Glutathione-deficient mice are susceptible to TCDD-Induced hepatocellular toxicity but resistant to steatosis

Abstract

2,3,7,8-Tetrachlorodibenzo-p-dioxin (TCDD) generates both hepatocellular injury and steatosis, processes that involve oxidative stress. Herein, we evaluated the role of the antioxidant glutathione (GSH) in TCDD-induced hepatotoxicity. Glutamate-cysteine ligase (GCL), comprising catalytic (GCLC) and modifier (GCLM) subunits, is rate limiting in de novo GSH biosynthesis; GCLM maintains GSH homeostasis by optimizing the catalytic efficiency of GCL holoenzyme. Gclm(-/-) transgenic mice exhibit 10-20% of normal tissue GSH levels. Gclm(-/-) and Gclm(+/+) wild-type (WT) female mice received TCDD for 3 consecutive days and were then examined 21 days later. As compared with WT littermates, Gclm(-/-) mice were more sensitive to TCDD-induced hepatocellular toxicity, exhibiting lower reduction potentials for GSH, lower ATP levels, and elevated levels of plasma glutamic oxaloacetic transaminase (GOT) and γ-glutamyl transferase (GGT).
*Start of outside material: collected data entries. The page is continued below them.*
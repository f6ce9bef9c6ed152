//! Joining open toolpath lines end to end.
//!
//! The skeleton emits walls as many short polylines. Lines of the same
//! wall whose ends meet are concatenated, and chains that come back to
//! their own start become closed polygons. Only odd lines may be
//! reversed to fit, since even walls have a fixed direction of travel.

use rstar::primitives::GeomWithData;
use rstar::RTree;
use tracing::debug;
use vcad_walls_math::{Coord, Point};

use crate::extrusion::ExtrusionLine;

/// Ends closer than this are the same point; one of them is dropped.
pub const SNAP_DISTANCE: Coord = 10;

/// An end of line `.0`; `.1` is true for the first junction.
type LineEnd = GeomWithData<[Coord; 2], (usize, bool)>;

fn key(p: Point) -> [Coord; 2] {
    [p.x, p.y]
}

/// Result of [`stitch`].
#[derive(Debug, Clone, Default, PartialEq)]
pub struct Stitched {
    /// Chains that stayed open.
    pub lines: Vec<ExtrusionLine>,
    /// Chains that closed on themselves, marked `is_closed`.
    pub polygons: Vec<ExtrusionLine>,
}

fn can_connect(a: &ExtrusionLine, b: &ExtrusionLine) -> bool {
    a.is_odd == b.is_odd && a.inset_idx == b.inset_idx
}

fn squared(d: Coord) -> Coord {
    d.saturating_mul(d)
}

/// Join the lines of one wall bin wherever ends lie within
/// `max_stitch_distance` of each other.
///
/// Each chain is grown greedily at its back and then at its front, always
/// taking the nearest compatible end. Closing the chain wins over
/// extending it when its own start is at least as near.
pub fn stitch(lines: Vec<ExtrusionLine>, max_stitch_distance: Coord) -> Stitched {
    let mut pending: Vec<Option<ExtrusionLine>> = lines
        .into_iter()
        .filter(|l| !l.is_empty())
        .map(Some)
        .collect();
    let ends: Vec<LineEnd> = pending
        .iter()
        .enumerate()
        .filter_map(|(i, l)| l.as_ref().map(|l| (i, l)))
        .flat_map(|(i, l)| {
            let first = l.junctions[0].p;
            let last = l.junctions[l.junctions.len() - 1].p;
            [
                GeomWithData::new(key(first), (i, true)),
                GeomWithData::new(key(last), (i, false)),
            ]
        })
        .collect();
    let tree = RTree::bulk_load(ends);
    let max_d2 = squared(max_stitch_distance);

    let mut result = Stitched::default();
    for i in 0..pending.len() {
        let Some(mut chain) = pending[i].take() else {
            continue;
        };
        let mut closed = false;
        for at_front in [false, true] {
            while !closed {
                let (end, other_end) = match (chain.junctions.first(), chain.junctions.last()) {
                    (Some(first), Some(last)) if at_front => (first.p, last.p),
                    (Some(first), Some(last)) => (last.p, first.p),
                    _ => break,
                };
                let closing_d2 = (chain.junctions.len() > 2).then(|| (end - other_end).length2());

                let candidate = tree
                    .nearest_neighbor_iter_with_distance_2(&key(end))
                    .take_while(|(_, d2)| *d2 <= max_d2)
                    .find(|(e, _)| {
                        let (j, is_first) = e.data;
                        let Some(line) = pending[j].as_ref() else {
                            return false;
                        };
                        // Appending at the back wants the other line's first
                        // junction; anything else means reversing it.
                        let needs_reverse = is_first == at_front;
                        can_connect(&chain, line) && (!needs_reverse || line.is_odd)
                    })
                    .map(|(e, d2)| (e.data, d2));

                if let Some(closing_d2) = closing_d2 {
                    let closer = candidate.map_or(true, |(_, d2)| closing_d2 <= i128::from(d2));
                    if closing_d2 <= i128::from(max_d2) && closer {
                        closed = true;
                        break;
                    }
                }
                let Some(((j, is_first), _)) = candidate else {
                    break;
                };
                let Some(mut other) = pending[j].take() else {
                    break;
                };
                if is_first == at_front {
                    other.reverse();
                }
                if at_front {
                    let shared = other
                        .junctions
                        .last()
                        .is_some_and(|j| (j.p - end).shorter_than(SNAP_DISTANCE));
                    if shared {
                        other.junctions.pop();
                    }
                    other.junctions.append(&mut chain.junctions);
                    chain.junctions = other.junctions;
                } else {
                    let skip = usize::from(
                        other
                            .junctions
                            .first()
                            .is_some_and(|j| (j.p - end).shorter_than(SNAP_DISTANCE)),
                    );
                    chain.junctions.extend(other.junctions.into_iter().skip(skip));
                }
            }
        }

        if closed {
            let duplicate_end = match (chain.junctions.first(), chain.junctions.last()) {
                (Some(first), Some(last)) => {
                    chain.junctions.len() > 3 && (last.p - first.p).shorter_than(SNAP_DISTANCE)
                }
                _ => false,
            };
            if duplicate_end {
                chain.junctions.pop();
            }
            chain.is_closed = true;
            result.polygons.push(chain);
        } else {
            result.lines.push(chain);
        }
    }
    debug!(
        lines = result.lines.len(),
        polygons = result.polygons.len(),
        "lines stitched"
    );
    result
}

#[cfg(test)]
mod tests {
    use super::*;
    use crate::extrusion::ExtrusionJunction;

    fn line(points: &[(Coord, Coord)], is_odd: bool) -> ExtrusionLine {
        let mut l = ExtrusionLine::new(0, is_odd);
        l.junctions = points
            .iter()
            .map(|&(x, y)| ExtrusionJunction::new(Point::new(x, y), 400, 0))
            .collect();
        l
    }

    #[test]
    fn test_square_pieces_close_into_polygon() {
        let pieces = vec![
            line(&[(0, 0), (1000, 0)], false),
            line(&[(1000, 1000), (0, 1000)], false),
            line(&[(1000, 0), (1000, 1000)], false),
            line(&[(0, 1000), (0, 0)], false),
        ];
        let stitched = stitch(pieces, 399);
        assert!(stitched.lines.is_empty());
        assert_eq!(stitched.polygons.len(), 1);
        let polygon = &stitched.polygons[0];
        assert!(polygon.is_closed);
        assert_eq!(polygon.junctions.len(), 4);
        assert_eq!(polygon.length(), 4000);
    }

    #[test]
    fn test_even_lines_are_not_reversed() {
        // head to head: joining would need one of them reversed
        let pieces = vec![
            line(&[(0, 0), (1000, 0)], false),
            line(&[(2000, 0), (1000, 0)], false),
        ];
        let stitched = stitch(pieces, 399);
        assert_eq!(stitched.lines.len(), 2);
        assert!(stitched.polygons.is_empty());
    }

    #[test]
    fn test_odd_lines_are_reversed_to_fit() {
        let pieces = vec![
            line(&[(0, 0), (1000, 0)], true),
            line(&[(2000, 0), (1000, 0)], true),
        ];
        let stitched = stitch(pieces, 399);
        assert_eq!(stitched.lines.len(), 1);
        let points: Vec<Point> = stitched.lines[0].junctions.iter().map(|j| j.p).collect();
        assert_eq!(
            points,
            vec![Point::new(0, 0), Point::new(1000, 0), Point::new(2000, 0)]
        );
    }

    #[test]
    fn test_odd_and_even_lines_stay_apart() {
        let pieces = vec![
            line(&[(0, 0), (1000, 0)], false),
            line(&[(1000, 0), (2000, 0)], true),
        ];
        let stitched = stitch(pieces, 399);
        assert_eq!(stitched.lines.len(), 2);
    }

    #[test]
    fn test_gap_beyond_stitch_distance() {
        let pieces = vec![
            line(&[(0, 0), (1000, 0)], false),
            line(&[(1500, 0), (2500, 0)], false),
        ];
        assert_eq!(stitch(pieces.clone(), 399).lines.len(), 2);
        assert_eq!(stitch(pieces, 600).lines.len(), 1);
    }

    #[test]
    fn test_grows_at_front_too() {
        let pieces = vec![
            line(&[(1000, 0), (2000, 0)], false),
            line(&[(0, 0), (1000, 0)], false),
        ];
        let stitched = stitch(pieces, 399);
        assert_eq!(stitched.lines.len(), 1);
        assert_eq!(stitched.lines[0].junctions[0].p, Point::new(0, 0));
        assert_eq!(stitched.lines[0].junctions.len(), 3);
    }
}
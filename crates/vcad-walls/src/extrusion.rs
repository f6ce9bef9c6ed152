//! Variable-width extrusion paths.

use serde::{Deserialize, Serialize};
use vcad_walls_math::{Coord, Point};

use crate::polygon::Polygon;

/// One vertex of a variable-width path.
#[derive(Debug, Clone, Copy, PartialEq, Eq, Serialize, Deserialize)]
pub struct ExtrusionJunction {
    /// Position of the path centre.
    pub p: Point,
    /// Line width at this position.
    pub w: Coord,
    /// Index of the bead this junction belongs to, counted from the outline.
    pub perimeter_index: usize,
}

impl ExtrusionJunction {
    /// Create a junction.
    pub fn new(p: Point, w: Coord, perimeter_index: usize) -> Self {
        Self {
            p,
            w,
            perimeter_index,
        }
    }
}

/// A printable path of junctions with varying width.
#[derive(Debug, Clone, PartialEq, Eq, Default, Serialize, Deserialize)]
pub struct ExtrusionLine {
    /// Wall index, 0 for the outer wall.
    pub inset_idx: usize,
    /// Whether this is an unpaired centre line rather than half of a loop.
    pub is_odd: bool,
    /// Whether the path returns to its start.
    pub is_closed: bool,
    /// Junctions along the path.
    pub junctions: Vec<ExtrusionJunction>,
}

/// All lines of one wall index.
pub type VariableWidthLines = Vec<ExtrusionLine>;

impl ExtrusionLine {
    /// Create an empty line.
    pub fn new(inset_idx: usize, is_odd: bool) -> Self {
        Self {
            inset_idx,
            is_odd,
            is_closed: false,
            junctions: Vec::new(),
        }
    }

    /// Check if the line has no junctions.
    pub fn is_empty(&self) -> bool {
        self.junctions.is_empty()
    }

    /// Number of junctions.
    pub fn len(&self) -> usize {
        self.junctions.len()
    }

    /// Whether this line is part of the outermost wall.
    pub fn is_outer_wall(&self) -> bool {
        self.inset_idx == 0
    }

    /// Path length, including the closing segment of closed lines.
    pub fn length(&self) -> Coord {
        let mut len: Coord = self
            .junctions
            .windows(2)
            .map(|w| (w[1].p - w[0].p).length())
            .sum();
        if self.is_closed {
            if let (Some(first), Some(last)) = (self.junctions.first(), self.junctions.last()) {
                len += (first.p - last.p).length();
            }
        }
        len
    }

    /// Whether the path is strictly shorter than `len`.
    pub fn shorter_than(&self, len: Coord) -> bool {
        self.length() < len
    }

    /// Smallest junction width, or zero for an empty line.
    pub fn min_width(&self) -> Coord {
        self.junctions.iter().map(|j| j.w).min().unwrap_or(0)
    }

    /// Area covered by the line: segment length times average width.
    pub fn area(&self) -> f64 {
        let mut area = 0.0;
        let mut add = |a: &ExtrusionJunction, b: &ExtrusionJunction| {
            area += (b.p - a.p).length_f64() * (a.w + b.w) as f64 / 2.0;
        };
        for w in self.junctions.windows(2) {
            add(&w[0], &w[1]);
        }
        if self.is_closed && self.junctions.len() > 2 {
            add(&self.junctions[self.junctions.len() - 1], &self.junctions[0]);
        }
        area
    }

    /// The centre line as a polygon ring.
    pub fn to_polygon(&self) -> Polygon {
        Polygon::new(self.junctions.iter().map(|j| j.p).collect())
    }

    /// Reverse the direction of travel.
    pub fn reverse(&mut self) {
        self.junctions.reverse();
    }
}

#[cfg(test)]
mod tests {
    use super::*;
    use approx::assert_relative_eq;

    fn line(points: &[(Coord, Coord)], w: Coord, closed: bool) -> ExtrusionLine {
        let mut l = ExtrusionLine::new(0, false);
        l.is_closed = closed;
        l.junctions = points
            .iter()
            .map(|&(x, y)| ExtrusionJunction::new(Point::new(x, y), w, 0))
            .collect();
        l
    }

    #[test]
    fn test_line_length() {
        let open = line(&[(0, 0), (1000, 0), (1000, 1000)], 400, false);
        assert_eq!(open.length(), 2000);
        assert!(open.shorter_than(2001));
        assert!(!open.shorter_than(2000));

        let closed = line(&[(0, 0), (1000, 0), (1000, 1000), (0, 1000)], 400, true);
        assert_eq!(closed.length(), 4000);
        assert!(closed.is_outer_wall());
    }

    #[test]
    fn test_line_area() {
        let mut l = line(&[(0, 0), (1000, 0)], 400, false);
        l.junctions[1].w = 200;
        assert_relative_eq!(l.area(), 300_000.0);
        assert_eq!(l.min_width(), 200);
        assert_eq!(ExtrusionLine::new(1, true).min_width(), 0);
    }
}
However, the histopathology showed that TCDD-mediated steatosis, which occurs in WT mice, was absent in Gclm(-/-) mice. This finding was consistent with cDNA microarray expression analysis, revealing striking deficiencies in lipid biosynthesis pathways in Gclm(-/-) mice; qrt-PCR analysis confirmed that Gclm(-/-) mice are deficient in expression of several lipid metabolism genes including Srebp2, Elovl6, Fasn, Scd1/2, Ppargc1a, and Ppara. We suggest that whereas GSH protects against TCDD-mediated hepatocellular damage, GSH deficiency confers resistance to TCDD-induced steatosis due to impaired lipid metabolism.